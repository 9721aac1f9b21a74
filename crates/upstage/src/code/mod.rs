//! Structural pattern engine.
//!
//! Files are parsed with tree-sitter and walked depth-first under
//! caller-supplied [`CodePattern`]s. [`find`] answers "does any pattern match
//! anywhere?" and stops at the first match; [`replace`] rewrites every match
//! and writes the file back when its text changed.
//!
//! Rewrites work on text: each visited position yields either the original
//! source slice or a new string, and unchanged subtrees are never copied.
//! Formatting outside replaced nodes is preserved byte for byte.

mod language;
mod node;
mod pattern;

pub use language::Language;
pub use node::{PrintOptions, Quote, SyntaxNode};
pub use pattern::{CodePattern, Pattern};

use std::borrow::Cow;
use tracing::debug;
use upstage_core::{MigrationError, Project};

/// Parses `source` into a syntax tree, choosing the grammar from `path`.
///
/// Trees containing syntax errors are rejected: a rewrite over a partially
/// understood file cannot be trusted.
pub fn parse(path: &str, source: &str) -> Result<tree_sitter::Tree, MigrationError> {
    let language = Language::from_path(path).ok_or_else(|| MigrationError::ParseFailure {
        path: path.to_string(),
        message: "unsupported file type".to_string(),
    })?;

    let mut parser = tree_sitter::Parser::new();
    parser
        .set_language(&language.grammar())
        .map_err(|e| MigrationError::ParseFailure {
            path: path.to_string(),
            message: e.to_string(),
        })?;

    let tree = parser
        .parse(source, None)
        .ok_or_else(|| MigrationError::ParseFailure {
            path: path.to_string(),
            message: format!("{language} parser returned no tree"),
        })?;

    if let Some((line, kind)) = first_error(tree.root_node()) {
        return Err(MigrationError::ParseFailure {
            path: path.to_string(),
            message: format!("{kind} at line {line}"),
        });
    }
    Ok(tree)
}

fn first_error(root: tree_sitter::Node<'_>) -> Option<(usize, &'static str)> {
    if !root.has_error() {
        return None;
    }
    let mut stack = vec![root];
    while let Some(node) = stack.pop() {
        if node.is_error() || node.is_missing() {
            let kind = if node.is_missing() {
                "missing token"
            } else {
                "syntax error"
            };
            return Some((node.start_position().row + 1, kind));
        }
        let mut cursor = node.walk();
        let children: Vec<_> = node.children(&mut cursor).filter(|c| c.has_error()).collect();
        stack.extend(children.into_iter().rev());
    }
    Some((root.start_position().row + 1, "syntax error"))
}

/// Returns `true` as soon as any pattern matches a node in any file.
///
/// Paths are processed strictly in order; files after the first match are
/// neither read nor parsed.
pub async fn find<S: AsRef<str>>(
    patterns: &[&dyn CodePattern],
    paths: &[S],
    project: &dyn Project,
) -> Result<bool, MigrationError> {
    for path in paths {
        let path = path.as_ref();
        let source = project.read(path).await?;
        if find_in_source(patterns, path, &source)? {
            debug!("Structural match in {}", path);
            return Ok(true);
        }
    }
    Ok(false)
}

/// Synchronous counterpart of [`find`] for one in-memory source.
pub fn find_in_source(
    patterns: &[&dyn CodePattern],
    path: &str,
    source: &str,
) -> Result<bool, MigrationError> {
    let tree = parse(path, source)?;
    let print = PrintOptions::default();
    let root = SyntaxNode::new(tree.root_node(), source, path, &print);
    Ok(patterns.iter().any(|pattern| lookup(*pattern, root)))
}

fn lookup(pattern: &dyn CodePattern, root: SyntaxNode<'_>) -> bool {
    let mut stack = vec![root];
    while let Some(node) = stack.pop() {
        if pattern.filter(&node) {
            return true;
        }
        if pattern.recurse(&node) {
            stack.extend(node.children().into_iter().rev());
        }
    }
    false
}

/// Rewrites every match in every file and returns how many files changed.
///
/// At each node the first pattern (in declaration order) whose filter
/// accepts it wins; the node is replaced by its `map` output and its subtree
/// is not visited further. A file is written only when its text changed.
pub async fn replace<S: AsRef<str>>(
    patterns: &[&dyn CodePattern],
    paths: &[S],
    project: &dyn Project,
    options: &PrintOptions,
) -> Result<usize, MigrationError> {
    let mut changed = 0;
    for path in paths {
        let path = path.as_ref();
        let source = project.read(path).await?;
        if let Some(output) = replace_in_source(patterns, path, &source, options)? {
            project.write(path, &output).await?;
            changed += 1;
        }
    }
    Ok(changed)
}

/// Synchronous counterpart of [`replace`] for one in-memory source.
///
/// Returns `None` when the text is unchanged.
pub fn replace_in_source(
    patterns: &[&dyn CodePattern],
    path: &str,
    source: &str,
    options: &PrintOptions,
) -> Result<Option<String>, MigrationError> {
    let tree = parse(path, source)?;
    let root = SyntaxNode::new(tree.root_node(), source, path, options);

    let mut rewriter = Rewriter {
        patterns,
        source,
        matches: 0,
    };
    let body = rewriter.rewrite(root);
    if rewriter.matches == 0 {
        return Ok(None);
    }

    let range = root.byte_range();
    let mut output = String::with_capacity(source.len());
    output.push_str(source.get(..range.start).unwrap_or_default());
    output.push_str(&body);
    output.push_str(source.get(range.end..).unwrap_or_default());

    debug!("Rewrote {} match(es) in {}", rewriter.matches, path);
    if output == source {
        Ok(None)
    } else {
        Ok(Some(output))
    }
}

struct Rewriter<'p> {
    patterns: &'p [&'p dyn CodePattern],
    source: &'p str,
    matches: usize,
}

impl Rewriter<'_> {
    fn rewrite<'t>(&mut self, node: SyntaxNode<'t>) -> Cow<'t, str> {
        if let Some(pattern) = self.patterns.iter().find(|pattern| pattern.filter(&node)) {
            self.matches += 1;
            return Cow::Owned(pattern.map(&node));
        }

        let range = node.byte_range();
        let mut output: Option<String> = None;
        let mut copied_to = range.start;
        for child in node.children() {
            if let Cow::Owned(text) = self.rewrite(child) {
                let child_range = child.byte_range();
                let buffer = output.get_or_insert_with(String::new);
                buffer.push_str(self.source.get(copied_to..child_range.start).unwrap_or_default());
                buffer.push_str(&text);
                copied_to = child_range.end;
            }
        }

        match output {
            Some(mut buffer) => {
                buffer.push_str(self.source.get(copied_to..range.end).unwrap_or_default());
                Cow::Owned(buffer)
            }
            None => Cow::Borrowed(node.text()),
        }
    }
}

#[cfg(test)]
mod tests {
    use super::*;
    use crate::project::{Call, MemoryProject};

    const TEST_FILE: &str = r#"import test from 'ava';
import {api} from '../../src/index.js';
export * from '../../src/index.js';
import {other} from './helpers.js';

test('api', (t) => {
	t.truthy(api);
});
"#;

    fn imports_source(module: &'static str) -> Pattern {
        Pattern::new(move |node| {
            (node.is("import_statement") || node.is("export_statement"))
                && node
                    .field("source")
                    .and_then(|source| source.string_value())
                    .is_some_and(|value| {
                        upstage_core::resolve_relative(node.path(), value) == module
                    })
        })
    }

    #[test]
    fn find_matches_imports_by_resolved_path() {
        let pattern = imports_source("./src/index.js");
        assert!(find_in_source(&[&pattern], "test/src/api.js", TEST_FILE).unwrap());

        let pattern = imports_source("./src/other.js");
        assert!(!find_in_source(&[&pattern], "test/src/api.js", TEST_FILE).unwrap());
    }

    #[test]
    fn recurse_false_prunes_subtree() {
        let pattern = Pattern::new(|node| node.is("call_expression"))
            .recurse(|node| node.is("program"))
            .map(|_| "skipped()".to_string());
        assert!(!find_in_source(&[&pattern], "a.js", TEST_FILE).unwrap());
        // Rewrites ignore `recurse`.
        let output = replace_in_source(&[&pattern], "a.js", TEST_FILE, &PrintOptions::default()).unwrap();
        assert!(output.is_some_and(|text| text.contains("skipped();")));

        let pattern = Pattern::new(|node| node.is("call_expression"));
        assert!(find_in_source(&[&pattern], "a.js", TEST_FILE).unwrap());
    }

    #[test]
    fn replace_rewrites_every_occurrence_in_one_pass() {
        let pattern = Pattern::new(|node| {
            node.is("string")
                && node.string_value() == Some("../../src/index.js")
                && node.parent().is_some_and(|p| p.is("import_statement") || p.is("export_statement"))
        })
        .map(|node| node.literal("#module"));

        let output = replace_in_source(&[&pattern], "test/src/api.js", TEST_FILE, &PrintOptions::single_quotes())
            .unwrap()
            .unwrap();
        assert_eq!(output.matches("'#module'").count(), 2);
        assert!(output.contains("import {other} from './helpers.js';"));
        assert!(output.contains("t.truthy(api);"));
        assert!(!output.contains("src/index.js"));
    }

    #[test]
    fn replace_with_identity_map_reports_unchanged() {
        let pattern = Pattern::new(|node| node.is("import_statement"));
        let output = replace_in_source(&[&pattern], "a.js", TEST_FILE, &PrintOptions::default()).unwrap();
        assert_eq!(output, None);
    }

    #[test]
    fn first_declared_pattern_wins() {
        let first = Pattern::new(|node| node.is("string") && node.string_value() == Some("ava"))
            .map(|node| node.literal("first"));
        let second = Pattern::new(|node| node.is("string")).map(|node| node.literal("second"));

        let output = replace_in_source(
            &[&first, &second],
            "a.js",
            "import test from 'ava';\n",
            &PrintOptions::single_quotes(),
        )
        .unwrap()
        .unwrap();
        assert_eq!(output, "import test from 'first';\n");
    }

    #[test]
    fn syntax_errors_are_parse_failures() {
        let result = parse("broken.js", "import {a from 'b';\nconst = ;\n");
        assert!(matches!(result, Err(MigrationError::ParseFailure { .. })));

        let result = parse("notes.md", "# hello");
        match result {
            Err(MigrationError::ParseFailure { message, .. }) => assert_eq!(message, "unsupported file type"),
            other => panic!("unexpected: {other:?}"),
        }
    }

    #[test]
    fn find_agrees_with_marking_replace() {
        fn marked(pattern: Pattern) -> Pattern {
            pattern.map(|node| format!("{}/*marked*/", node.text()))
        }
        let marking = [
            marked(Pattern::new(|node| node.is("import_statement"))),
            marked(Pattern::new(|node| node.is("string") && node.string_value() == Some("ava"))),
            marked(Pattern::new(|node| node.is("call_expression"))),
            marked(Pattern::new(|node| node.is("class_declaration"))),
            marked(imports_source("./src/index.js")),
        ];
        let sources = [
            ("test/src/api.js", TEST_FILE),
            ("a.js", "const a = 1;\n"),
            ("b.js", "class A {}\n"),
            ("c.js", "// nothing here\n"),
        ];

        let mut hits = 0;
        let mut misses = 0;
        for pattern in &marking {
            for (path, source) in sources {
                let patterns: [&dyn CodePattern; 1] = [pattern];
                let found = find_in_source(&patterns, path, source).unwrap();
                let rewritten = replace_in_source(&patterns, path, source, &PrintOptions::default()).unwrap();
                assert_eq!(found, rewritten.is_some(), "{path}");
                if found {
                    hits += 1;
                } else {
                    misses += 1;
                }
            }
        }
        assert!(hits > 0 && misses > 0);
    }

    #[test]
    fn parses_jsx_in_javascript() {
        let source = "const el = <div className=\"x\">hi</div>;\n";
        assert!(parse("src/app.js", source).is_ok());

        let pattern = Pattern::new(|node| node.is("jsx_element"));
        assert!(find_in_source(&[&pattern], "src/app.js", source).unwrap());
    }

    #[test]
    fn parses_other_grammars() {
        assert!(parse("src/lib.rs", "fn main() {}\n").is_ok());
        assert!(parse("tool.py", "def main():\n    return 1\n").is_ok());
    }

    #[tokio::test]
    async fn find_stops_reading_after_first_match() {
        let project = MemoryProject::new()
            .with_file("test/a.js", "const a = 1;\n")
            .with_file("test/b.js", "import x from 'ava';\n")
            .with_file("test/c.js", "import y from 'ava';\n");

        let pattern = Pattern::new(|node| node.is("import_statement"));
        let paths = ["test/a.js", "test/b.js", "test/c.js"];
        assert!(find(&[&pattern], &paths, &project).await.unwrap());

        let reads: Vec<_> = project
            .calls()
            .await
            .into_iter()
            .filter_map(|call| match call {
                Call::Read(path) => Some(path),
                _ => None,
            })
            .collect();
        assert_eq!(reads, vec!["test/a.js", "test/b.js"]);
    }

    #[tokio::test]
    async fn find_propagates_parse_failures() {
        let project = MemoryProject::new().with_file("a.js", "function (");
        let pattern = Pattern::new(|_| false);
        let result = find(&[&pattern], &["a.js"], &project).await;
        assert!(matches!(result, Err(MigrationError::ParseFailure { .. })));
    }

    #[tokio::test]
    async fn replace_writes_only_changed_files() {
        let project = MemoryProject::new()
            .with_file("a.js", "import x from 'babel';\n")
            .with_file("b.js", "const y = 2;\n");

        let pattern = Pattern::new(|node| node.is("string") && node.string_value() == Some("babel"))
            .map(|node| node.literal("core"));
        let changed = replace(&[&pattern], &["a.js", "b.js"], &project, &PrintOptions::single_quotes())
            .await
            .unwrap();

        assert_eq!(changed, 1);
        assert_eq!(project.file("a.js").await.as_deref(), Some("import x from 'core';\n"));
        let writes: Vec<_> = project
            .calls()
            .await
            .into_iter()
            .filter(|call| matches!(call, Call::Write(_)))
            .collect();
        assert_eq!(writes, vec![Call::Write("a.js".to_string())]);
    }
}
● ● ● ●
Your goal –
Could you retype exactly the lines from the first one of the records through the line containing "mod pattern;", both included, and nothing more?

The completed task –
repository 9721aac1f9b21a74
filename crates/upstage/src/code/mod.rs
//! Structural pattern engine.
//!
//! Files are parsed with tree-sitter and walked depth-first under
//! caller-supplied [`CodePattern`]s. [`find`] answers "does any pattern match
//! anywhere?" and stops at the first match; [`replace`] rewrites every match
//! and writes the file back when its text changed.
//!
//! Rewrites work on text: each visited position yields either the original
//! source slice or a new string, and unchanged subtrees are never copied.
//! Formatting outside replaced nodes is preserved byte for byte.

mod language;
mod node;
mod pattern;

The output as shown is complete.